§ PROBLEM DESCRIPTION: Should any entry seem unclear, still set it down exactly as given, along with all the others.

§ DATA SUPPLIED:
■ ■ ■
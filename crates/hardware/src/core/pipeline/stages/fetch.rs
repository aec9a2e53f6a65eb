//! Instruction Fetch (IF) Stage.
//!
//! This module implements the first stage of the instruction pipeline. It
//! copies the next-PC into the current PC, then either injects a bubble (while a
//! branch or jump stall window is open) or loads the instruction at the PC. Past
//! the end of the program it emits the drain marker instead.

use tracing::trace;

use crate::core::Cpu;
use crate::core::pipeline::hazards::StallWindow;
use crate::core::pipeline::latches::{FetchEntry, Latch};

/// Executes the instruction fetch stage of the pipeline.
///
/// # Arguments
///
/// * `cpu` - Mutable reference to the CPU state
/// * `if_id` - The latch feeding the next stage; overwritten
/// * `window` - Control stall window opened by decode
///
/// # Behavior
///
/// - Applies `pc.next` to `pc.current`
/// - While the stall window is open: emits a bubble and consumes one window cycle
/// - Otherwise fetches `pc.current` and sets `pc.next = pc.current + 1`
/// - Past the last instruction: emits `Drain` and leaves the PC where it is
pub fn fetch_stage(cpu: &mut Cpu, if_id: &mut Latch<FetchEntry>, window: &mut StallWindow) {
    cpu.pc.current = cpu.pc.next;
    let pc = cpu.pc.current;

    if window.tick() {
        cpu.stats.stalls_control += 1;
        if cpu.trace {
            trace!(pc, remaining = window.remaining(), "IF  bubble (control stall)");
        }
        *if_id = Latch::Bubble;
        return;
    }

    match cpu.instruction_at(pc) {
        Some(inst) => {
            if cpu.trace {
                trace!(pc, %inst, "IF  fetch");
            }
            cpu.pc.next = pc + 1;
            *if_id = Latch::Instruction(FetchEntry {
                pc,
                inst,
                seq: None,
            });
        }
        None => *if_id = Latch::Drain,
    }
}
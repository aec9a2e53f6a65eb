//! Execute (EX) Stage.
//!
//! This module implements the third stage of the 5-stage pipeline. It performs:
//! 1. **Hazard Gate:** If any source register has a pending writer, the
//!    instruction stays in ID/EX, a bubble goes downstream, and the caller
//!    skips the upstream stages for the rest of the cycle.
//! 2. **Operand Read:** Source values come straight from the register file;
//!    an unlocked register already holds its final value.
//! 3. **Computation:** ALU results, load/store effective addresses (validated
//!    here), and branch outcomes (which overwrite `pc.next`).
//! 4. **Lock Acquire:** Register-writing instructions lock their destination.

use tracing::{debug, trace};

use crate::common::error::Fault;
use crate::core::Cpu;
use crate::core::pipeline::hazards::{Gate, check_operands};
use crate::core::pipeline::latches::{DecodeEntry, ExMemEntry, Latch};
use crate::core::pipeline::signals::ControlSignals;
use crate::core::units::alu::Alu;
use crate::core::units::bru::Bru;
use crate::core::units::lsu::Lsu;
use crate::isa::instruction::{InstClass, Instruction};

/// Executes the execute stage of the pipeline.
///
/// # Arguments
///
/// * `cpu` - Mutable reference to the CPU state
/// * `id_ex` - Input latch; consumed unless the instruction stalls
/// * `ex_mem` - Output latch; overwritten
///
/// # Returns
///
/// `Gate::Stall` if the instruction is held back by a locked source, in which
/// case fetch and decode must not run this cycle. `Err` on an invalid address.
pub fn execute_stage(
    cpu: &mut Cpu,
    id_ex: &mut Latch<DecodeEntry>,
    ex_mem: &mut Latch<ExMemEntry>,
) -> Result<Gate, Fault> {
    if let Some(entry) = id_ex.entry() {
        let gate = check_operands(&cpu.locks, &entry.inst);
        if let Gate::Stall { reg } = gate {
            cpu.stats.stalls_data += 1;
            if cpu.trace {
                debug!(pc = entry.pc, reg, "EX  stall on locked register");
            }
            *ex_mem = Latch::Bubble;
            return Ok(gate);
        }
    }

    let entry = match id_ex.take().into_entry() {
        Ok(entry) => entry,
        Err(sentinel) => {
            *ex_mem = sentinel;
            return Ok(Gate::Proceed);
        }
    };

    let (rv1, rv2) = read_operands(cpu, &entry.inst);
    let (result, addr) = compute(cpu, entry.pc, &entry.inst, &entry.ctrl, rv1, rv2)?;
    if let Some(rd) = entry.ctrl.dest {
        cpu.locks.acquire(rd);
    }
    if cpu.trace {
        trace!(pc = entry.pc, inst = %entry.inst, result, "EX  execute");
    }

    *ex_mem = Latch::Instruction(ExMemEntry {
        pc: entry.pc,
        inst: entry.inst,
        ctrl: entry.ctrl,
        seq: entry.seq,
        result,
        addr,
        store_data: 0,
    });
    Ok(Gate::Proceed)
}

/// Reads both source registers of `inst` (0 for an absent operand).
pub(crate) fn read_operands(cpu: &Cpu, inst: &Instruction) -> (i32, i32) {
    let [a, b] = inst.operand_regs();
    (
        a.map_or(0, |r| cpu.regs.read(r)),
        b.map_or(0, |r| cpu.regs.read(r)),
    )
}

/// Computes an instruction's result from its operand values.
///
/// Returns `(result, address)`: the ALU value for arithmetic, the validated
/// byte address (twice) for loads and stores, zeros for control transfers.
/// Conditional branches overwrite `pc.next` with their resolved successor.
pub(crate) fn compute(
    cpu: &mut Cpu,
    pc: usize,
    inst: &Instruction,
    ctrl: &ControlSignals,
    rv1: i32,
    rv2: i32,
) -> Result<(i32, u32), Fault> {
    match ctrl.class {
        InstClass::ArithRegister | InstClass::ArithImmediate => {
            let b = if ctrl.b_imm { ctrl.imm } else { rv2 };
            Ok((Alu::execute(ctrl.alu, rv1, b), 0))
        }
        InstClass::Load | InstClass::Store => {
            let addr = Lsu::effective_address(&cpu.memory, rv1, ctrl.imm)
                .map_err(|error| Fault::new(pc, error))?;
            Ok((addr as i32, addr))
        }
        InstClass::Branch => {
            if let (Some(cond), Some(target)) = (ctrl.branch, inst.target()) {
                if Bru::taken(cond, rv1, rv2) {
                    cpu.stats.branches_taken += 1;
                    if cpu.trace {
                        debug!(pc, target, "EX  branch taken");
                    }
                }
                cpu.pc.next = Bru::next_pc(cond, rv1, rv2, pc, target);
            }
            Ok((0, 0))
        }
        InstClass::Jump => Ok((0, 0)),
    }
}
■ ■ ■
§ SOLUTION TO THE PROBLEM:
filename crates/hardware/src/core/pipeline/stages/fetch.rs
repository aec9a2e53f6a65eb
//! Instruction Fetch (IF) Stage.
//!
//! This module implements the first stage of the instruction pipeline. It
//! copies the next-PC into the current PC, then either injects a bubble (while a
//! branch or jump stall window is open) or loads the instruction at the PC. Past
//! the end of the program it emits the drain marker instead.

use tracing::trace;

use crate::core::Cpu;
use crate::core::pipeline::hazards::StallWindow;
use crate::core::pipeline::latches::{FetchEntry, Latch};

/// Executes the instruction fetch stage of the pipeline.
///
/// # Arguments
///
/// * `cpu` - Mutable reference to the CPU state
/// * `if_id` - The latch feeding the next stage; overwritten
/// * `window` - Control stall window opened by decode
///
/// # Behavior
///
/// - Applies `pc.next` to `pc.current`
/// - While the stall window is open: emits a bubble and consumes one window cycle
/// - Otherwise fetches `pc.current` and sets `pc.next = pc.current + 1`
/// - Past the last instruction: emits `Drain` and leaves the PC where it is
pub fn fetch_stage(cpu: &mut Cpu, if_id: &mut Latch<FetchEntry>, window: &mut StallWindow) {
    cpu.pc.current = cpu.pc.next;
    let pc = cpu.pc.current;

    if window.tick() {
        cpu.stats.stalls_control += 1;
        if cpu.trace {
            trace!(pc, remaining = window.remaining(), "IF  bubble (control stall)");
        }
        *if_id = Latch::Bubble;
        return;
    }

    match cpu.instruction_at(pc) {
        Some(inst) => {
            if cpu.trace {
                trace!(pc, %inst, "IF  fetch");
            }
            cpu.pc.next = pc + 1;
            *if_id = Latch::Instruction(FetchEntry {
                pc,
                inst,
                seq: None,
            });
        }
        None => *if_id = Latch::Drain,
    }
}
repository aec9a2e53f6a65eb
//! Execute (EX) Stage.
//!
//! This module implements the third stage of the 5-stage pipeline. It performs:
//! 1. **Hazard Gate:** If any source register has a pending writer, the
//!    instruction stays in ID/EX, a bubble goes downstream, and the caller
//!    skips the upstream stages for the rest of the cycle.
//! 2. **Operand Read:** Source values come straight from the register file;
//!    an unlocked register already holds its final value.
//! 3. **Computation:** ALU results, load/store effective addresses (validated
//!    here), and branch outcomes (which overwrite `pc.next`).
//! 4. **Lock Acquire:** Register-writing instructions lock their destination.

use tracing::{debug, trace};

use crate::common::error::Fault;
use crate::core::Cpu;
use crate::core::pipeline::hazards::{Gate, check_operands};
use crate::core::pipeline::latches::{DecodeEntry, ExMemEntry, Latch};
use crate::core::pipeline::signals::ControlSignals;
use crate::core::units::alu::Alu;
use crate::core::units::bru::Bru;
use crate::core::units::lsu::Lsu;
use crate::isa::instruction::{InstClass, Instruction};

/// Executes the execute stage of the pipeline.
///
/// # Arguments
///
/// * `cpu` - Mutable reference to the CPU state
/// * `id_ex` - Input latch; consumed unless the instruction stalls
/// * `ex_mem` - Output latch; overwritten
///
/// # Returns
///
/// `Gate::Stall` if the instruction is held back by a locked source, in which
/// case fetch and decode must not run this cycle. `Err` on an invalid address.
pub fn execute_stage(
    cpu: &mut Cpu,
    id_ex: &mut Latch<DecodeEntry>,
    ex_mem: &mut Latch<ExMemEntry>,
) -> Result<Gate, Fault> {
    if let Some(entry) = id_ex.entry() {
        let gate = check_operands(&cpu.locks, &entry.inst);
        if let Gate::Stall { reg } = gate {
            cpu.stats.stalls_data += 1;
            if cpu.trace {
                debug!(pc = entry.pc, reg, "EX  stall on locked register");
            }
            *ex_mem = Latch::Bubble;
            return Ok(gate);
        }
    }

    let entry = match id_ex.take().into_entry() {
        Ok(entry) => entry,
        Err(sentinel) => {
            *ex_mem = sentinel;
            return Ok(Gate::Proceed);
        }
    };

    let (rv1, rv2) = read_operands(cpu, &entry.inst);
    let (result, addr) = compute(cpu, entry.pc, &entry.inst, &entry.ctrl, rv1, rv2)?;
    if let Some(rd) = entry.ctrl.dest {
        cpu.locks.acquire(rd);
    }
    if cpu.trace {
        trace!(pc = entry.pc, inst = %entry.inst, result, "EX  execute");
    }

    *ex_mem = Latch::Instruction(ExMemEntry {
        pc: entry.pc,
        inst: entry.inst,
        ctrl: entry.ctrl,
        seq: entry.seq,
        result,
        addr,
        store_data: 0,
    });
    Ok(Gate::Proceed)
}

/// Reads both source registers of `inst` (0 for an absent operand).
pub(crate) fn read_operands(cpu: &Cpu, inst: &Instruction) -> (i32, i32) {
    let [a, b] = inst.operand_regs();
    (
        a.map_or(0, |r| cpu.regs.read(r)),
        b.map_or(0, |r| cpu.regs.read(r)),
    )
}

/// Computes an instruction's result from its operand values.
///
/// Returns `(result, address)`: the ALU value for arithmetic, the validated
/// byte address (twice) for loads and stores, zeros for control transfers.
/// Conditional branches overwrite `pc.next` with their resolved successor.
pub(crate) fn compute(
    cpu: &mut Cpu,
    pc: usize,
    inst: &Instruction,
    ctrl: &ControlSignals,
    rv1: i32,
    rv2: i32,
) -> Result<(i32, u32), Fault> {
    match ctrl.class {
        InstClass::ArithRegister | InstClass::ArithImmediate => {
            let b = if ctrl.b_imm { ctrl.imm } else { rv2 };
            Ok((Alu::execute(ctrl.alu, rv1, b), 0))
        }
        InstClass::Load | InstClass::Store => {
            let addr = Lsu::effective_address(&cpu.memory, rv1, ctrl.imm)
                .map_err(|error| Fault::new(pc, error))?;
            Ok((addr as i32, addr))
        }
        InstClass::Branch => {
            if let (Some(cond), Some(target)) = (ctrl.branch, inst.target()) {
                if Bru::taken(cond, rv1, rv2) {
                    cpu.stats.branches_taken += 1;
                    if cpu.trace {
                        debug!(pc, target, "EX  branch taken");
                    }
                }
                cpu.pc.next = Bru::next_pc(cond, rv1, rv2, pc, target);
            }
            Ok((0, 0))
        }
        InstClass::Jump => Ok((0, 0)),
    }
}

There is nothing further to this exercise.